31 Ağustos 2019 Cumartesi

Mesajınız var!


Üzerinde kurgu olduğu belirtilen bir kitabı benim için itici yapan ve kitaptan uzaklaşmama yol açan en önemli etken, yazarın anlatıya yerli yersiz sızan düşünceleridir. Yazarın düşüncelerinin ve fikirlerinin göz kamaştırdığı, alenen parladığı, kurmacadan saparak mesaj ilettiği metinler okumaktan hoşlanmıyorum. Böyle bir durumla karşı karşıya kaldığımda yazılanlar bir kulağımdan giriyor, diğerinden çıkıyor. 
Türkçede sık kullanılan, karşındakinin söylenen söze kulak asmadığını, önem vermediğini, umursamadığını anlatan bu deyim aynı zamanda  insan doğasının en doğal itirazlarından birine de işaret ediyor. Ebeveynler, öğretmenler, cümle yetişkin mesaj vermeye ne kadar meyyal olsa da kimse kıssadan hissenin doğrudan gözüne sokulmasını, tek doğru gibi iletilmesini istemiyor. Kurmaca metin okurları da bundan gayrı değil.
Bana bunları düşündürten bir ilk kitap. 
Okuduğum kitabın yazarı, yıllarını çocuklara ders anlatarak geçirmiş bir öğretmen. Öğretmen, yalnızca pozitif bilimleri öğretmez. Bunun yanı sıra değerler eğitimi de verir. Çocukları, iyiden, doğrudan yana taraf tutmaya da çağırır. Her vesileyle bunları tekrarlar. Her türlü musibeti bir mesaj verme aracına dönüştürür.

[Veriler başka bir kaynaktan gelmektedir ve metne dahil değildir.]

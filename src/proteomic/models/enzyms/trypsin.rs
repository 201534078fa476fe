use crate::proteomic::models::enzyms::digest_enzym::DigestEnzym;
use crate::proteomic::models::enzyms::{EnzymeError, EnzymeKind};

// cleaves after K or R, but not in front of P
const DIGEST_PATTERN: &str = r"(?<=[KR])(?!P)";
const DIGEST_PATTERN_WITHOUT_PROLINE_RULE: &str = r"(?<=[KR])";

pub struct Trypsin {
    digest_regex: onig::Regex,
    max_number_of_missed_cleavages: u8,
    respect_proline_rule: bool
}

impl Trypsin {
    pub fn new(max_number_of_missed_cleavages: u8, respect_proline_rule: bool) -> Result<Self, EnzymeError> {
        let pattern = if respect_proline_rule { DIGEST_PATTERN } else { DIGEST_PATTERN_WITHOUT_PROLINE_RULE };
        let digest_regex = match onig::Regex::new(pattern) {
            Ok(regex) => regex,
            Err(err) => return Err(EnzymeError::new(EnzymeKind::Trypsin, err))
        };
        return Ok(Self {
            digest_regex: digest_regex,
            max_number_of_missed_cleavages: max_number_of_missed_cleavages,
            respect_proline_rule: respect_proline_rule
        });
    }
}

impl DigestEnzym for Trypsin {
    fn get_kind(&self) -> EnzymeKind {
        return EnzymeKind::Trypsin;
    }

    fn get_max_number_of_missed_cleavages(&self) -> u8 {
        return self.max_number_of_missed_cleavages;
    }

    fn respects_proline_rule(&self) -> bool {
        return self.respect_proline_rule;
    }

    fn get_digest_regex(&self) -> &onig::Regex {
        return &self.digest_regex;
    }
}
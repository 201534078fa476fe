use std::fmt;

use thiserror::Error;

use crate::proteomic::models::amino_acids::modification::ModificationProfile;
use crate::proteomic::models::enzyms::EnzymeKind;
use crate::proteomic::models::peptide::Peptide;
use crate::proteomic::models::precursor::PrecursorObservation;
pub use crate::proteomic::models::precursor::{is_retained_charge, RETAINED_CHARGES};

#[derive(Debug, Clone, PartialEq, Error)]
#[error("unknown charge mode '{0}', expected 'estimated' or 'all'")]
pub struct UnknownChargeModeError(String);

/// Residues which are assumed to carry a proton.
#[derive(Debug, Clone, Copy, PartialEq, Eq)]
pub enum BasicResidues {
    /// K, R and H, tryptic peptides with free lysines
    LysineArginineHistidine,
    /// R and H, the acetyl group neutralizes lysine
    ArginineHistidine
}

impl BasicResidues {
    pub fn for_enzyme(enzym_kind: EnzymeKind) -> Self {
        return match enzym_kind {
            EnzymeKind::Trypsin => BasicResidues::LysineArginineHistidine,
            EnzymeKind::ArgC => BasicResidues::ArginineHistidine
        }
    }

    pub fn get_residues(&self) -> &'static [char] {
        return match self {
            BasicResidues::LysineArginineHistidine => &['K', 'R', 'H'],
            BasicResidues::ArginineHistidine => &['R', 'H']
        }
    }

    pub fn contains(&self, one_letter_code: char) -> bool {
        return self.get_residues().contains(&one_letter_code);
    }
}

#[derive(Debug, Clone, Copy, PartialEq, Eq)]
pub enum ChargeMode {
    /// one observation with the estimated charge, if it is retained
    Estimated,
    /// one observation per retained charge state
    AllRetained
}

impl ChargeMode {
    pub fn from_name(name: &str) -> Result<Self, UnknownChargeModeError> {
        match name.trim().to_lowercase().as_str() {
            "estimated" => Ok(ChargeMode::Estimated),
            "all" => Ok(ChargeMode::AllRetained),
            _ => Err(UnknownChargeModeError(name.to_owned()))
        }
    }
}

impl fmt::Display for ChargeMode {
    fn fmt(&self, f: &mut fmt::Formatter) -> fmt::Result {
        match self {
            ChargeMode::Estimated => write!(f, "estimated"),
            ChargeMode::AllRetained => write!(f, "all")
        }
    }
}

/// Heuristic: one proton at the N-terminus plus one for every basic residue.
pub fn estimate_charge(aa_sequence: &str, basic_residues: BasicResidues) -> usize {
    return 1 + aa_sequence.chars().filter(|one_letter_code| basic_residues.contains(*one_letter_code)).count();
}

pub fn get_charges(aa_sequence: &str, basic_residues: BasicResidues, charge_mode: ChargeMode) -> Vec<u8> {
    match charge_mode {
        ChargeMode::Estimated => {
            let charge = estimate_charge(aa_sequence, basic_residues);
            if is_retained_charge(charge) {
                return vec![charge as u8];
            }
            return Vec::new();
        },
        ChargeMode::AllRetained => RETAINED_CHARGES.to_vec()
    }
}

/// Zero, one or two observations for the peptide, depending on the charge mode.
/// `get_charges` yields retained charges only, so no observation is rejected here.
pub fn estimate_precursors(peptide: &Peptide, modification_profile: &ModificationProfile, monoisotopic_mass: f64, basic_residues: BasicResidues, charge_mode: ChargeMode) -> Vec<PrecursorObservation> {
    return get_charges(peptide.get_sequence(), basic_residues, charge_mode).into_iter()
        .filter_map(|charge| PrecursorObservation::new(peptide.clone(), modification_profile.clone(), monoisotopic_mass, charge).ok())
        .collect();
}
//! # Application State
//!
//! Core business state for meteo. This module contains domain logic only -
//! no TUI-specific types. Presentation lives in the `tui` module.
//!
//! ```text
//! App
//! ├── probe: Arc<dyn StatusProbe>   // network collaborator
//! ├── input: LocationInput          // the location being typed
//! ├── last_result: Option<u16>      // status code of the latest probe
//! ├── last_error: Option<ProbeError> // transport failure of the latest probe
//! └── should_quit: bool             // latched by Esc / Ctrl+C
//! ```
//!
//! State changes only happen through `update(state, action)` in action.rs.
//! `last_result` and `last_error` are never both set.

use std::sync::Arc;

use crate::core::config::ResolvedConfig;
use crate::core::input::LocationInput;
use crate::probe::{ProbeError, StatusProbe};

pub struct App {
    pub probe: Arc<dyn StatusProbe>,
    pub input: LocationInput,
    pub last_result: Option<u16>,
    pub last_error: Option<ProbeError>,
    pub should_quit: bool,
}

impl App {
    pub fn new(probe: Arc<dyn StatusProbe>, input: LocationInput) -> Self {
        Self {
            probe,
            input,
            last_result: None,
            last_error: None,
            should_quit: false,
        }
    }

    /// Create an App with the input field sized from the resolved config.
    pub fn from_config(probe: Arc<dyn StatusProbe>, config: &ResolvedConfig) -> Self {
        Self::new(probe, LocationInput::new(config.char_limit, config.input_width))
    }
}
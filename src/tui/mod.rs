//! # TUI Adapter
//!
//! The ratatui-specific layer. Owns the terminal, reads key events, runs
//! probes and redraws the view.
//!
//! This is the only module that knows about ratatui and crossterm.
//!
//! ## Message Flow
//!
//! ```text
//!   input thread ──┐
//!                  ├──▶ mpsc ──▶ update(app, action) ──▶ Effect
//!   probe tasks ───┘                                       │
//!        ▲                                                 │
//!        └──────────────── tokio::spawn ◀── StartProbe ────┘
//! ```
//!
//! Every message goes through one channel, so the state machine sees key
//! presses and probe completions one at a time in the order they arrived.
//! The view is redrawn after each one. Probes are never cancelled; a probe
//! still running at quit simply has nowhere to report to.

mod event;
mod ui;
pub mod view;

use log::{debug, info, warn};
use std::io::{self, stdout};
use std::sync::atomic::{AtomicBool, Ordering};
use std::sync::{Arc, mpsc};

use crossterm::cursor::{SetCursorStyle, Show};
use crossterm::event::{DisableBracketedPaste, EnableBracketedPaste};
use crossterm::execute;
use ratatui::DefaultTerminal;

use crate::core::action::{Action, Effect, update};
use crate::core::config::ResolvedConfig;
use crate::core::state::App;
use crate::probe::{HttpProbe, StatusProbe};
use crate::tui::event::{LoopEvent, spawn_input_reader};

struct TerminalModeGuard;

impl TerminalModeGuard {
    fn new() -> io::Result<Self> {
        execute!(
            stdout(),
            EnableBracketedPaste,
            Show,
            SetCursorStyle::BlinkingBar
        )?;
        info!("Terminal modes enabled (bracketed paste, blinking bar cursor)");
        Ok(Self)
    }
}

impl Drop for TerminalModeGuard {
    fn drop(&mut self) {
        let _ = execute!(
            stdout(),
            DisableBracketedPaste,
            SetCursorStyle::DefaultUserShape,
            Show
        );
    }
}

/// Build the HTTP probe from the resolved config.
pub fn build_probe(config: &ResolvedConfig) -> io::Result<Arc<dyn StatusProbe>> {
    let probe = HttpProbe::new(config.geocoding_url.clone(), config.probe_timeout)
        .map_err(io::Error::other)?;
    debug!("Forecast endpoint reserved: {}", config.forecast_url);
    Ok(Arc::new(probe))
}

pub fn run(config: ResolvedConfig) -> io::Result<()> {
    let probe = build_probe(&config)?;
    let mut app = App::from_config(probe, &config);

    let mut terminal = ratatui::try_init()?;
    let result =
        TerminalModeGuard::new().and_then(|_guard| event_loop(&mut terminal, &mut app));
    ratatui::restore();

    match &result {
        Ok(()) => info!("Exited cleanly"),
        Err(e) => warn!("Event loop failed: {}", e),
    }
    result
}

fn event_loop(terminal: &mut DefaultTerminal, app: &mut App) -> io::Result<()> {
    let (tx, rx) = mpsc::channel();
    let stop = Arc::new(AtomicBool::new(false));
    let reader = spawn_input_reader(tx.clone(), Arc::clone(&stop))?;

    let result = drive(terminal, app, &tx, &rx);

    stop.store(true, Ordering::Relaxed);
    if reader.join().is_err() {
        warn!("Input reader thread panicked");
    }
    result
}

fn drive(
    terminal: &mut DefaultTerminal,
    app: &mut App,
    tx: &mpsc::Sender<LoopEvent>,
    rx: &mpsc::Receiver<LoopEvent>,
) -> io::Result<()> {
    let mut probes_started = 0u64;
    terminal.draw(|f| ui::draw_ui(f, app))?;

    // The loop holds a sender itself, so recv() only fails if that is dropped.
    while let Ok(loop_event) = rx.recv() {
        match loop_event {
            LoopEvent::Action(action) => {
                if dispatch(app, action, tx, &mut probes_started) == Effect::Quit {
                    return Ok(());
                }
            }
            LoopEvent::Redraw => {}
            LoopEvent::Failed(e) => return Err(e),
        }
        terminal.draw(|f| ui::draw_ui(f, app))?;
    }
    Ok(())
}

/// Run one action through the state machine and carry out its effect.
fn dispatch(
    app: &mut App,
    action: Action,
    tx: &mpsc::Sender<LoopEvent>,
    probes_started: &mut u64,
) -> Effect {
    debug!("Event loop received: {:?}", action);
    let effect = update(app, action);
    if effect == Effect::StartProbe {
        *probes_started += 1;
        spawn_probe(Arc::clone(&app.probe), tx.clone(), *probes_started);
    }
    effect
}

fn spawn_probe(
    probe: Arc<dyn StatusProbe>,
    tx: mpsc::Sender<LoopEvent>,
    seq: u64,
) -> tokio::task::JoinHandle<()> {
    info!("Spawning probe #{} ({})", seq, probe.name());
    tokio::spawn(async move {
        let action = match probe.check().await {
            Ok(status) => Action::ProbeSucceeded { status },
            Err(error) => Action::ProbeFailed(error),
        };
        debug!("Probe #{} finished: {:?}", seq, action);
        if tx.send(LoopEvent::Action(action)).is_err() {
            warn!("Probe #{} finished after the event loop exited", seq);
        }
    })
}
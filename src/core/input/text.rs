//! Byte-offset and display-width helpers for the location field.
//!
//! Stateless; every function takes the text explicitly and works on
//! byte offsets that sit on `char` boundaries.

use unicode_width::{UnicodeWidthChar, UnicodeWidthStr};

/// Terminal columns taken by `text`.
pub(super) fn display_width(text: &str) -> usize {
    UnicodeWidthStr::width(text)
}

/// Terminal columns taken by a single character (control chars count as 0).
pub(super) fn char_width(c: char) -> usize {
    UnicodeWidthChar::width(c).unwrap_or(0)
}

/// Byte offset of the character boundary before `pos`.
pub(super) fn prev_char_boundary(text: &str, pos: usize) -> usize {
    text[..pos]
        .char_indices()
        .next_back()
        .map(|(i, _)| i)
        .unwrap_or(0)
}

/// Byte offset of the character boundary after `pos`.
pub(super) fn next_char_boundary(text: &str, pos: usize) -> usize {
    text[pos..]
        .char_indices()
        .nth(1)
        .map(|(i, _)| pos + i)
        .unwrap_or(text.len())
}

fn is_word_char(c: char) -> bool {
    c.is_alphanumeric() || c == '_'
}

/// Byte offset of the start of the word before `pos`.
///
/// Skips non-word characters first, then the word itself (readline
/// `backward-word`).
pub(super) fn prev_word_boundary(text: &str, pos: usize) -> usize {
    let mut chars = text[..pos].char_indices().rev().peekable();

    while chars.peek().is_some_and(|&(_, c)| !is_word_char(c)) {
        chars.next();
    }

    let mut boundary = 0;
    while let Some(&(i, c)) = chars.peek() {
        if !is_word_char(c) {
            boundary = i + c.len_utf8();
            break;
        }
        boundary = i;
        chars.next();
    }

    boundary
}
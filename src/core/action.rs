//! # Actions
//!
//! Everything that can happen in meteo becomes an `Action`.
//! User presses Enter? That's `Action::KeyPressed(Key::Enter)`.
//! The probe comes back? That's `Action::ProbeSucceeded { status }` or
//! `Action::ProbeFailed(error)`.
//!
//! The `update()` function takes the current state and an action,
//! mutates the state, and returns an `Effect` for the runtime to carry out.
//! No side effects here. I/O happens elsewhere.
//!
//! ```text
//! State + Action  →  update()  →  New State + Effect
//! ```
//!
//! This makes everything testable without a terminal or a network:
//! feed actions in, assert on the state and the returned effect.

use log::{debug, info};

use crate::core::state::App;
use crate::probe::ProbeError;

/// A key press, already translated out of the terminal library's event type.
#[derive(Debug, Clone, Copy, PartialEq, Eq)]
pub enum Key {
    /// A printable character
    Char(char),
    /// Confirm (Enter)
    Enter,
    /// Cancel (Esc)
    Esc,
    /// Interrupt (Ctrl+C)
    Interrupt,
    Backspace,
    Delete,
    Left,
    Right,
    Home,
    End,
    /// Ctrl+W
    DeleteWordBackward,
    /// Ctrl+U
    DeleteToStart,
    /// Ctrl+K
    DeleteToEnd,
}

/// The closed set of messages the state machine accepts.
#[derive(Debug, Clone, PartialEq)]
pub enum Action {
    KeyPressed(Key),
    /// The probe got a response. Any status code counts, 4xx/5xx included.
    ProbeSucceeded { status: u16 },
    /// The probe failed at the transport level.
    ProbeFailed(ProbeError),
}

/// Follow-up work the runtime performs after a transition.
#[derive(Debug, Clone, Copy, PartialEq, Eq)]
pub enum Effect {
    None,
    /// Fire one probe against the configured endpoint.
    StartProbe,
    /// Stop processing messages and exit.
    Quit,
}

/// Apply an action to the app and return the effect the runtime should execute.
pub fn update(app: &mut App, action: Action) -> Effect {
    if app.should_quit {
        debug!("Ignoring {:?} after quit", action);
        return Effect::None;
    }

    match action {
        Action::KeyPressed(Key::Enter) => {
            info!("Probe requested (input: {:?})", app.input.value());
            Effect::StartProbe
        }
        Action::KeyPressed(Key::Esc | Key::Interrupt) => {
            info!("Quit requested");
            app.should_quit = true;
            Effect::Quit
        }
        Action::KeyPressed(key) => {
            if app.input.update(&key) {
                debug!("Input now {:?}", app.input.value());
            }
            Effect::None
        }
        Action::ProbeSucceeded { status } => {
            info!("Probe succeeded with status {}", status);
            app.last_result = Some(status);
            app.last_error = None;
            Effect::None
        }
        Action::ProbeFailed(error) => {
            info!("Probe failed: {}", error);
            app.last_error = Some(error);
            app.last_result = None;
            Effect::None
        }
    }
}
//! # Core Application Logic
//!
//! This module contains meteo's business logic.
//! It knows nothing about any specific UI technology.
//!
//! ```text
//!                    ┌─────────────────────────┐
//!                    │         CORE            │
//!                    │  (this module)          │
//!                    │                         │
//!                    │  • State (app data)     │
//!                    │  • Action (messages)    │
//!                    │  • update() (reducer)   │
//!                    │                         │
//!                    │  No I/O. No UI. Pure.   │
//!                    └───────────┬─────────────┘
//!                                │ Effect
//!                   ┌────────────┴────────────┐
//!                   ▼                         ▼
//!            ┌────────────┐            ┌────────────┐
//!            │    TUI     │            │   Probe    │
//!            │  Runtime   │ ◀───────── │  (reqwest) │
//!            │ (ratatui)  │   Action   │            │
//!            └────────────┘            └────────────┘
//! ```
//!
//! ## Modules
//!
//! - [`state`]: The `App` struct — all application state in one place
//! - [`action`]: The `Action` enum, the `Effect` enum and `update()`
//! - [`input`]: The single-line location field
//! - [`config`]: Settings file and environment resolution

pub mod action;
pub mod config;
pub mod input;
pub mod state;
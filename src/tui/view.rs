//! # View
//!
//! Pure mapping from `App` to the text shown on screen.
//!
//! Which screen wins is a fixed order: error > result > prompt.
//!
//! 1. **Error**: the prompt screen followed by `something went wrong: <error>`.
//!    The field stays on screen so the user can edit and retry.
//! 2. **Result**: `200 OK`, replacing the prompt screen entirely.
//! 3. **Prompt**: the prompt line, the field and the help hint.

use crate::core::state::App;
use crate::probe::{ProbeError, status_text};

pub const PROMPT: &str = "Enter a location:";
pub const HELP: &str = "(esc to quit)";
pub const ERROR_PREFIX: &str = "something went wrong: ";
/// Row of the input field within the prompt screen.
pub const FIELD_ROW: u16 = 2;

/// The screen selected by the precedence rules.
#[derive(Debug, Clone, Copy, PartialEq)]
pub enum Screen<'a> {
    Prompt,
    Result(u16),
    Error(&'a ProbeError),
}

impl Screen<'_> {
    /// Whether the input field is drawn on this screen.
    pub fn shows_field(&self) -> bool {
        !matches!(self, Screen::Result(_))
    }
}

pub fn screen(app: &App) -> Screen<'_> {
    if let Some(error) = &app.last_error {
        return Screen::Error(error);
    }
    match app.last_result {
        Some(code) if code != 0 => Screen::Result(code),
        _ => Screen::Prompt,
    }
}

pub fn render(app: &App) -> String {
    match screen(app) {
        Screen::Prompt => prompt_view(app),
        Screen::Error(error) => format!("{}{ERROR_PREFIX}{error}", prompt_view(app)),
        Screen::Result(code) => status_line(code),
    }
}

fn prompt_view(app: &App) -> String {
    format!("{PROMPT}\n\n{}\n\n{HELP}\n", app.input.view())
}

fn status_line(code: u16) -> String {
    match status_text(code) {
        Some(reason) => format!("{code} {reason}"),
        None => code.to_string(),
    }
}
pub mod http;
pub mod status;

pub use http::{DEFAULT_TIMEOUT, HttpProbe};
pub use status::{ProbeError, StatusProbe, status_text};
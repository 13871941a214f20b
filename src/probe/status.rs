use std::fmt;

use async_trait::async_trait;
use reqwest::StatusCode;

/// Transport-level failures of a probe.
///
/// HTTP error statuses are not failures; they come back as `Ok(status)`.
/// Every variant carries the underlying description, which is what `Display`
/// prints.
#[derive(Debug, Clone, PartialEq, Eq)]
pub enum ProbeError {
    /// The request did not complete within the configured timeout.
    Timeout(String),
    /// DNS resolution or the TCP/TLS connection failed.
    Connect(String),
    /// Any other transport failure (reset connection, protocol error, ...).
    Request(String),
    /// The probe could not be built or the target URL is invalid. Not retryable.
    Config(String),
}

impl ProbeError {
    /// Classify a reqwest error, keeping its full source chain as the description.
    pub fn from_reqwest(error: &reqwest::Error) -> Self {
        let description = describe(error);
        if error.is_timeout() {
            ProbeError::Timeout(description)
        } else if error.is_connect() {
            ProbeError::Connect(description)
        } else if error.is_builder() {
            ProbeError::Config(description)
        } else {
            ProbeError::Request(description)
        }
    }

    pub fn description(&self) -> &str {
        match self {
            ProbeError::Timeout(msg)
            | ProbeError::Connect(msg)
            | ProbeError::Request(msg)
            | ProbeError::Config(msg) => msg,
        }
    }
}

impl fmt::Display for ProbeError {
    fn fmt(&self, f: &mut fmt::Formatter<'_>) -> fmt::Result {
        f.write_str(self.description())
    }
}

impl std::error::Error for ProbeError {}

/// Join an error with its sources: `outer: inner: root cause`.
fn describe(error: &dyn std::error::Error) -> String {
    let mut description = error.to_string();
    let mut source = error.source();
    while let Some(cause) = source {
        let text = cause.to_string();
        if !description.ends_with(&text) {
            description.push_str(": ");
            description.push_str(&text);
        }
        source = cause.source();
    }
    description
}

/// Standard reason phrase for an HTTP status code, if it has one.
pub fn status_text(code: u16) -> Option<&'static str> {
    StatusCode::from_u16(code)
        .ok()
        .and_then(|status| status.canonical_reason())
}

/// A single-shot network check.
#[async_trait]
pub trait StatusProbe: Send + Sync {
    /// Short name used in logs.
    fn name(&self) -> &str;

    /// Issue one request and return its status code.
    async fn check(&self) -> Result<u16, ProbeError>;
}
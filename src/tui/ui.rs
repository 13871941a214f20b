use crate::core::state::App;
use crate::tui::view::{self, FIELD_ROW};

use ratatui::Frame;
use ratatui::widgets::{Paragraph, Wrap};

/// Paint the rendered view and park the terminal cursor inside the field.
pub fn draw_ui(frame: &mut Frame, app: &App) {
    let area = frame.area();
    let paragraph = Paragraph::new(view::render(app)).wrap(Wrap { trim: false });
    frame.render_widget(paragraph, area);

    if view::screen(app).shows_field() {
        let x = area.x.saturating_add(app.input.cursor_column());
        let y = area.y.saturating_add(FIELD_ROW);
        frame.set_cursor_position((x, y));
    }
}
use std::io;
use std::sync::Arc;
use std::sync::atomic::{AtomicBool, Ordering};
use std::sync::mpsc::Sender;
use std::thread::{self, JoinHandle};
use std::time::Duration;

use crossterm::event::{self, Event, KeyCode, KeyEvent, KeyEventKind, KeyModifiers};
use log::{debug, warn};

use crate::core::action::{Action, Key};

/// How long the reader blocks in `poll` before re-checking the stop flag.
const POLL_INTERVAL: Duration = Duration::from_millis(100);

/// Everything the event loop can receive, in arrival order.
#[derive(Debug)]
pub enum LoopEvent {
    /// A message for the state machine (key press or probe completion)
    Action(Action),
    /// The terminal changed size; only a redraw is needed
    Redraw,
    /// Reading from the terminal failed; fatal
    Failed(io::Error),
}

/// Translate a crossterm key event into a `Key`, dropping keys the app ignores.
pub fn translate_key(key_event: KeyEvent) -> Option<Key> {
    if key_event.kind == KeyEventKind::Release {
        return None;
    }

    let ctrl = key_event.modifiers.contains(KeyModifiers::CONTROL);
    match key_event.code {
        KeyCode::Char('c') if ctrl => Some(Key::Interrupt),
        KeyCode::Char('w') if ctrl => Some(Key::DeleteWordBackward),
        KeyCode::Char('u') if ctrl => Some(Key::DeleteToStart),
        KeyCode::Char('k') if ctrl => Some(Key::DeleteToEnd),
        KeyCode::Char('a') if ctrl => Some(Key::Home),
        KeyCode::Char('e') if ctrl => Some(Key::End),
        KeyCode::Char(_) if ctrl => None,
        KeyCode::Char(c) => Some(Key::Char(c)),
        KeyCode::Enter => Some(Key::Enter),
        KeyCode::Esc => Some(Key::Esc),
        KeyCode::Backspace if key_event.modifiers.contains(KeyModifiers::ALT) => {
            Some(Key::DeleteWordBackward)
        }
        KeyCode::Backspace => Some(Key::Backspace),
        KeyCode::Delete => Some(Key::Delete),
        KeyCode::Left => Some(Key::Left),
        KeyCode::Right => Some(Key::Right),
        KeyCode::Home => Some(Key::Home),
        KeyCode::End => Some(Key::End),
        _ => None,
    }
}

/// Translate a terminal event into zero or more loop events.
///
/// A bracketed paste becomes one key press per printable character.
pub fn translate(event: Event) -> Vec<LoopEvent> {
    match event {
        Event::Key(key_event) => {
            debug!(
                "Key event: {:?} with modifiers {:?}",
                key_event.code, key_event.modifiers
            );
            translate_key(key_event)
                .map(|key| LoopEvent::Action(Action::KeyPressed(key)))
                .into_iter()
                .collect()
        }
        Event::Paste(data) => data
            .chars()
            .filter(|c| !c.is_control())
            .map(|c| LoopEvent::Action(Action::KeyPressed(Key::Char(c))))
            .collect(),
        Event::Resize(..) => vec![LoopEvent::Redraw],
        _ => Vec::new(),
    }
}

/// Spawn the thread that reads terminal events and forwards them to `tx`.
///
/// The thread exits when `stop` is set, when the receiver is gone, or after
/// reporting a read failure.
pub fn spawn_input_reader(
    tx: Sender<LoopEvent>,
    stop: Arc<AtomicBool>,
) -> io::Result<JoinHandle<()>> {
    thread::Builder::new()
        .name("meteo-input".to_string())
        .spawn(move || {
            while !stop.load(Ordering::Relaxed) {
                let ready = match event::poll(POLL_INTERVAL) {
                    Ok(ready) => ready,
                    Err(e) => {
                        warn!("Terminal poll failed: {}", e);
                        let _ = tx.send(LoopEvent::Failed(e));
                        return;
                    }
                };
                if !ready {
                    continue;
                }

                match event::read() {
                    Ok(event) => {
                        for loop_event in translate(event) {
                            if tx.send(loop_event).is_err() {
                                debug!("Event loop gone, input reader exiting");
                                return;
                            }
                        }
                    }
                    Err(e) => {
                        warn!("Terminal read failed: {}", e);
                        let _ = tx.send(LoopEvent::Failed(e));
                        return;
                    }
                }
            }
            debug!("Input reader stopped");
        })
}
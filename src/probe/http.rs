//! HTTP probe: one GET against a fixed URL, reporting only the status code.

use std::time::Duration;

use async_trait::async_trait;
use log::{debug, info, warn};

use crate::probe::{ProbeError, StatusProbe};

/// Default client-side timeout for a probe.
pub const DEFAULT_TIMEOUT: Duration = Duration::from_secs(10);

pub struct HttpProbe {
    client: reqwest::Client,
    url: String,
}

impl HttpProbe {
    /// Build a probe for `url` with the given request timeout.
    ///
    /// Fails with `ProbeError::Config` if the URL does not parse or the
    /// client cannot be constructed.
    pub fn new(url: impl Into<String>, timeout: Duration) -> Result<Self, ProbeError> {
        let url = url.into();
        reqwest::Url::parse(&url)
            .map_err(|e| ProbeError::Config(format!("invalid probe URL {url:?}: {e}")))?;

        let client = reqwest::Client::builder()
            .timeout(timeout)
            .build()
            .map_err(|e| ProbeError::from_reqwest(&e))?;

        info!("HTTP probe targets {} (timeout {:?})", url, timeout);
        Ok(Self { client, url })
    }

    pub fn url(&self) -> &str {
        &self.url
    }
}

#[async_trait]
impl StatusProbe for HttpProbe {
    fn name(&self) -> &str {
        "http"
    }

    async fn check(&self) -> Result<u16, ProbeError> {
        debug!("GET {}", self.url);
        let response = self.client.get(&self.url).send().await.map_err(|e| {
            let error = ProbeError::from_reqwest(&e);
            warn!("Probe of {} failed: {}", self.url, error);
            error
        })?;

        let status = response.status();
        debug!("Probe of {} returned {}", self.url, status);
        Ok(status.as_u16())
    }
}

Öğretmen sahnededir. Tüm gözler üstündedir. Kırk dakika boyunca şovunu sürdürür. Bazen ilgi dağılır. İlgisi, dikkati dağılan kitleyi canlandırmak için bir fıkra anlatır, bir şaka yapar, güldürür, konu dışına çıkar. Ya da çocukların açığını fark eder, eski bir konuya bağlar, üzerinden geçer. Öğretmenlik için çok faydalı olan bu meziyetler, kurmacaya sızdığında metin yaralanır. Okur yazar işbirliği bozulur. Okur tökezlemeye başlar. Oysa, yazar, okurun her daim bir adım önünde olmalı, onun elini bırakmadan kendi zihninin koridorlarında dolaştırabilmeli, anlatıyla birlikte akmasını sağlamalıdır. Başkalarını bilmem ama ben okuduğum cümlelere yazarın düşüncelerinin, inançlarının ve taraf olduğu sloganların metinde dağınıklığa yol açacak şekilde düşmesinden rahatsızlık duyuyorum. Ezcümle edit edilmemiş, ilk taslaklarda kalması gereken güncele ya da kişisel hayata dair dökülenler, metnin niyeti, yazarın kibri okuduklarımı gölgelemesin istiyorum. Kim bilir belki günün birinde büyüğünden küçüğüne her yayınevi, yayına hazırlamak, redakte etmek dışında editör desteği sunar da, nice güzel hikâye pişmeden okura sunulmaz.